Item 5.02 Departure of Directors or Principal Officers; Election of Directors; Appointment of Principal Officers.
Mr. Creamer, 40, was previously Senior Vice President and Chief Financial Officer of Laureate Education, Inc., a NASDAQ-listed education services firm. Mr. Creamer worked at Laureate Education, Inc. for the past nine years and was responsible at various times for financial planning and analysis, accounting, budgeting, investor relations, real estate, risk management, tax and treasury functions at the company.
Mr. Creamer will not enter into an employment agreement with the Company, but the Company has agreed to certain compensation arrangements as a condition to Mr. Creamer accepting his offer of employment. Mr. Creamer will receive an initial annual base salary of $350,000, plus a $50,000 signing bonus. He will be eligible to receive an annual bonus based on performance, which bonus may be up to 100% of his base salary (50% if target performance is achieved). Upon commencement of his employment, Mr.
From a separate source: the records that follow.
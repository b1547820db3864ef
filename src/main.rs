//! cbl-analyzer - cement bond and casing collar log evaluation
//!
//! # Usage
//!
//! ```bash
//! # Cement quality, TOC and perforation verdicts
//! cbl-analyzer cement --log well.las --perforations perfs.txt --amplitude 72 --toc 1500
//!
//! # Collar detection and cut proposal
//! cbl-analyzer collars --log well.las --gain 0.15
//!
//! # Full JSON report
//! cbl-analyzer report --log well.las --perforations perfs.txt --output report.json
//! ```
//!
//! # Environment Variables
//!
//! - `CBL_ANALYZER_CONFIG`: Path to the analysis config TOML
//! - `RUST_LOG`: Logging level (default: info)

use anyhow::{Context, Result};
use clap::Parser;
use std::path::{Path, PathBuf};
use tracing::info;
use tracing_subscriber::EnvFilter;

use cbl_analyzer::analysis::{self, AnalysisParams};
use cbl_analyzer::config::AnalysisConfig;
use cbl_analyzer::loader::load_log;
use cbl_analyzer::perforations::parse_perforation_table;
use cbl_analyzer::quality_control::summarize;
use cbl_analyzer::report::{narrative, AnalysisReport};
use cbl_analyzer::types::{IntervalVerdict, PerforationInterval, QualityLabel, WellLog};

// ============================================================================
// CLI Arguments
// ============================================================================

#[derive(Parser, Debug)]
#[command(name = "cbl-analyzer")]
#[command(about = "Cement bond log (CBL) and casing collar log (CCL) analyzer")]
#[command(version)]
struct CliArgs {
    /// Path to the analysis config TOML (overrides CBL_ANALYZER_CONFIG)
    #[arg(long, global = true, value_name = "PATH")]
    config: Option<PathBuf>,

    /// Emit logs as JSON lines on stderr
    #[arg(long, global = true)]
    json_logs: bool,

    #[command(subcommand)]
    command: SubCommand,
}

#[derive(clap::Subcommand, Debug)]
enum SubCommand {
    /// Cement quality: top of cement and perforation-interval verdicts
    Cement {
        /// Well log (LAS 2.0 or delimited table)
        #[arg(long)]
        log: PathBuf,
        /// Two-column perforation table (top, base)
        #[arg(long)]
        perforations: Option<PathBuf>,
        #[command(flatten)]
        overrides: CementOverrides,
    },

    /// Collar detection and cut proposal from the CCL curve
    Collars {
        #[arg(long)]
        log: PathBuf,
        #[command(flatten)]
        overrides: CollarOverrides,
    },

    /// Curve statistics and missing-data counts
    Qc {
        #[arg(long)]
        log: PathBuf,
    },

    /// Run every analysis and emit the JSON report
    Report {
        #[arg(long)]
        log: PathBuf,
        #[arg(long)]
        perforations: Option<PathBuf>,
        /// Write the report here instead of stdout
        #[arg(long, short)]
        output: Option<PathBuf>,
        /// Include the per-sample quality column
        #[arg(long)]
        include_samples: bool,
        #[command(flatten)]
        cement: CementOverrides,
        #[command(flatten)]
        collars: CollarOverrides,
    },

    /// Print the effective configuration as TOML
    Config,
}

#[derive(clap::Args, Debug)]
struct CementOverrides {
    /// Free-pipe reference amplitude (mV)
    #[arg(long)]
    amplitude: Option<f64>,
    /// Theoretical top of cement
    #[arg(long)]
    toc: Option<f64>,
    /// Margin added to both ends of each perforation interval
    #[arg(long)]
    margin: Option<f64>,
}

#[derive(clap::Args, Debug)]
struct CollarOverrides {
    /// CCL gain fraction in [0, 1]
    #[arg(long)]
    gain: Option<f64>,
    /// Nominal collar spacing (joint length)
    #[arg(long)]
    spacing: Option<f64>,
    /// Spacing and duplicate tolerance
    #[arg(long)]
    tolerance: Option<f64>,
    /// Cut lookback window above each collar
    #[arg(long)]
    lookback: Option<f64>,
}

impl CementOverrides {
    fn apply(&self, config: &mut AnalysisConfig) {
        if let Some(v) = self.amplitude {
            config.cement.free_pipe_amplitude = v;
        }
        if let Some(v) = self.toc {
            config.cement.theoretical_toc = v;
        }
        if let Some(v) = self.margin {
            config.cement.margin = v;
        }
    }
}

impl CollarOverrides {
    fn apply(&self, config: &mut AnalysisConfig) {
        if let Some(v) = self.gain {
            config.collars.gain_fraction = v;
        }
        if let Some(v) = self.spacing {
            config.collars.spacing = v;
        }
        if let Some(v) = self.tolerance {
            config.collars.tolerance = v;
        }
        if let Some(v) = self.lookback {
            config.cut.lookback = v;
        }
    }
}

// ============================================================================
// Helpers
// ============================================================================

fn init_logging(json: bool) {
    let filter = EnvFilter::try_from_default_env().unwrap_or_else(|_| EnvFilter::new("info"));
    if json {
        tracing_subscriber::fmt()
            .json()
            .with_env_filter(filter)
            .with_writer(std::io::stderr)
            .with_target(false)
            .init();
    } else {
        tracing_subscriber::fmt()
            .with_env_filter(filter)
            .with_writer(std::io::stderr)
            .with_target(false)
            .init();
    }
}

fn load_config(path: Option<&Path>) -> Result<AnalysisConfig> {
    match path {
        Some(p) => AnalysisConfig::load_from_file(p)
            .with_context(|| format!("Failed to load config {}", p.display())),
        None => Ok(AnalysisConfig::load()),
    }
}

fn load_well(path: &Path, config: &AnalysisConfig) -> Result<WellLog> {
    let mut log = load_log(path, &config.loader)
        .with_context(|| format!("Failed to load well log {}", path.display()))?;
    if !config.well.name.is_empty() {
        log.well_name = config.well.name.clone();
    }
    Ok(log)
}

fn load_perforations(path: Option<&Path>) -> Result<Vec<PerforationInterval>> {
    let Some(path) = path else {
        return Ok(Vec::new());
    };
    let text = std::fs::read_to_string(path)
        .with_context(|| format!("Failed to read perforation table {}", path.display()))?;
    let intervals = parse_perforation_table(&text)
        .with_context(|| format!("Invalid perforation table {}", path.display()))?;
    info!(path = %path.display(), intervals = intervals.len(), "Loaded perforation table");
    Ok(intervals)
}

fn fmt_opt(value: Option<f64>) -> String {
    value.map_or_else(|| "-".to_string(), |v| format!("{v:.2}"))
}

// ============================================================================
// Subcommands
// ============================================================================

fn run_cement(log: &WellLog, perforations: &[PerforationInterval], params: &AnalysisParams) -> Result<()> {
    let cement = analysis::analyze_cement(&log.samples, perforations, params)?;

    println!("Well: {}", log.well_name);
    println!(
        "Theoretical TOC: {:.2}   Calculated TOC: {}   ({} readings)",
        cement.toc.theoretical_toc,
        fmt_opt(cement.toc.calculated_toc),
        cement.toc.candidate_count
    );
    if let Some(ref verdict) = cement.toc.range_verdict {
        println!(
            "Range {:.2}-{:.2}: {}",
            verdict.window.top,
            verdict.window.base,
            percentages_line(verdict)
        );
        println!(
            "{}",
            narrative::conclusion(
                verdict.dominant_label,
                Some(verdict.dominant_percentage()),
                cement.toc.calculated_toc
            )
        );
    }

    if !cement.intervals.is_empty() {
        println!();
        println!("{:>10} {:>10} {:>8} {:>9}  Breakdown", "Top", "Base", "Samples", "Dominant");
        for v in &cement.intervals {
            let (top, base) = v.interval.map_or((v.window.top, v.window.base), |i| (i.top, i.base));
            println!(
                "{:>10.2} {:>10.2} {:>8} {:>9}  {}",
                top,
                base,
                v.sample_count,
                v.dominant_label,
                percentages_line(v)
            );
        }
        if let Some(text) = narrative::interval_conclusion(&cement.intervals) {
            println!("{text}");
        }
    }

    for w in &cement.warnings {
        println!("WARNING: {w}");
    }
    Ok(())
}

fn percentages_line(verdict: &IntervalVerdict) -> String {
    QualityLabel::ALL
        .iter()
        .map(|&l| format!("{l} {:.1}%", verdict.percentage(l)))
        .collect::<Vec<_>>()
        .join(", ")
}

fn run_collars(log: &WellLog, params: &AnalysisParams) -> Result<()> {
    let result = analysis::analyze_collars(log, params)?;

    println!("Well: {}", log.well_name);
    if let Some(t) = result.thresholds {
        println!(
            "CCL thresholds (gain {:.2}): upper {:.3}, lower {:.3}",
            t.gain_fraction, t.upper, t.lower
        );
    }

    if !result.scan.collars.is_empty() {
        println!();
        println!("{:<7} {:>10} {:>10}  Validity", "Collar", "Depth", "CCL");
        for c in &result.scan.collars {
            println!("{:<7} {:>10.2} {:>10.3}  {:?}", c.label, c.depth, c.ccl, c.validity);
        }
    }

    if !result.cuts.candidates.is_empty() {
        println!();
        println!("{:<7} {:>17} {:>8} {:>8} {:>8}  Qualifies", "Collar", "Range", "Samples", "LIBRE%", "AGARRE%");
        for c in &result.cuts.candidates {
            println!(
                "{:<7} {:>8.2}-{:<8.2} {:>8} {:>8.1} {:>8.1}  {}",
                c.collar_label,
                c.range_top,
                c.range_base,
                c.sample_count,
                c.free_percentage,
                c.stuck_percentage,
                if c.qualifies { "yes" } else { "no" }
            );
        }
    }

    match result.cuts.proposal {
        Some(ref p) => println!(
            "Proposed cut: {:.2} ({} at {:.2})",
            p.cut_depth, p.collar_label, p.collar_depth
        ),
        None => println!("Proposed cut: none"),
    }
    for w in &result.warnings {
        println!("WARNING: {w}");
    }
    Ok(())
}

fn run_qc(log: &WellLog) {
    let summary = summarize(log);
    println!("Well: {}   Samples: {}", summary.well_name, summary.sample_count);
    println!(
        "Depth: {} - {}   Step: {}",
        fmt_opt(summary.top_depth),
        fmt_opt(summary.bottom_depth),
        fmt_opt(summary.depth_step)
    );
    println!();
    println!(
        "{:<10} {:>8} {:>8} {:>8} {:>10} {:>10} {:>10} {:>10}",
        "Curve", "Count", "Missing", "Miss%", "Min", "Max", "Mean", "StdDev"
    );
    for c in &summary.curves {
        println!(
            "{:<10} {:>8} {:>8} {:>8.1} {:>10} {:>10} {:>10} {:>10}",
            c.mnemonic,
            c.count,
            c.missing,
            c.missing_percentage(),
            fmt_opt(c.min),
            fmt_opt(c.max),
            fmt_opt(c.mean),
            fmt_opt(c.std_dev)
        );
    }

    let matrix = &summary.correlations;
    if matrix.curves.len() > 1 {
        println!();
        println!("Correlation (Pearson)");
        let header: String = matrix.curves.iter().map(|c| format!(" {c:>8}")).collect();
        println!("{:<10}{header}", "");
        for (name, row) in matrix.curves.iter().zip(&matrix.values) {
            let cells: String = row
                .iter()
                .map(|r| r.map_or_else(|| format!(" {:>8}", "-"), |r| format!(" {r:>8.2}")))
                .collect();
            println!("{name:<10}{cells}");
        }
    }
}

// ============================================================================
// Main
// ============================================================================

fn main() -> Result<()> {
    let args = CliArgs::parse();
    init_logging(args.json_logs);

    let mut config = load_config(args.config.as_deref())?;

    match args.command {
        SubCommand::Cement {
            log,
            perforations,
            overrides,
        } => {
            overrides.apply(&mut config);
            config.validate().context("Invalid analysis parameters")?;
            let well = load_well(&log, &config)?;
            let perforations = load_perforations(perforations.as_deref())?;
            run_cement(&well, &perforations, &AnalysisParams::from_config(&config))?;
        }
        SubCommand::Collars { log, overrides } => {
            overrides.apply(&mut config);
            config.validate().context("Invalid analysis parameters")?;
            let well = load_well(&log, &config)?;
            run_collars(&well, &AnalysisParams::from_config(&config))?;
        }
        SubCommand::Qc { log } => {
            let well = load_well(&log, &config)?;
            run_qc(&well);
        }
        SubCommand::Report {
            log,
            perforations,
            output,
            include_samples,
            cement,
            collars,
        } => {
            cement.apply(&mut config);
            collars.apply(&mut config);
            config.validate().context("Invalid analysis parameters")?;

            let well = load_well(&log, &config)?;
            let perforations = load_perforations(perforations.as_deref())?;
            let params = AnalysisParams::from_config(&config);
            let outcome = analysis::run(&well, &perforations, &params)?;
            let report = AnalysisReport::build(&well, &config, &params, outcome, include_samples);

            match output {
                Some(path) => report.write_to(&path)?,
                None => println!("{}", report.to_json()?),
            }
        }
        SubCommand::Config => {
            print!("{}", config.to_toml()?);
        }
    }

    Ok(())
}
Creamer will receive 15,000 shares of restricted common stock that will vest over a 60-month period, and options to purchase 20,000 shares of common stock at a price equal to the current market price of the Company’s common stock, which options will have a 10-year term and will be fully vested. The Company also has agreed that Mr. Creamer will receive options to purchase at least 30,000 shares of common stock in 2006. Future base salary, bonus and incentive compensation determinations for Mr. Creamer will be made by the Compensation and Human Resources Committee of the Board of Directors of the Company.
It is expected that Mr. Creamer will enter into a retention agreement similar to that entered into by other executive officers of the Company that provides for severance payments under some circumstances. Under this agreement, if Mr. Creamer is terminated other than for cause, and the termination is not a change of control termination, he will receive a lump-sum cash payment in the amount of 12 months of base salary and bonus if he has fewer than 15 years of service, or 15 months of base salary and bonus if he has 15 or more years of service. The agreement will provide that following a change of control termination, he will be entitled to receive a lump-sum payment that is equal to 18 months of base salary and bonus if he has fewer than 15 years of service, or 21 months of base salary and bonus if he has 15 or more years of service.
In addition, under this agreement, Mr. Creamer will be provided, for a period of between 12 and 21 months following termination without cause or a change of control termination, or, if sooner, until reemployment with equivalent benefit, with the same or equivalent health, dental, accidental death and dismemberment, short-term and long-term disability, life insurance coverage, and all other insurance and other health and welfare benefits programs he or she was entitled to on the day before the termination.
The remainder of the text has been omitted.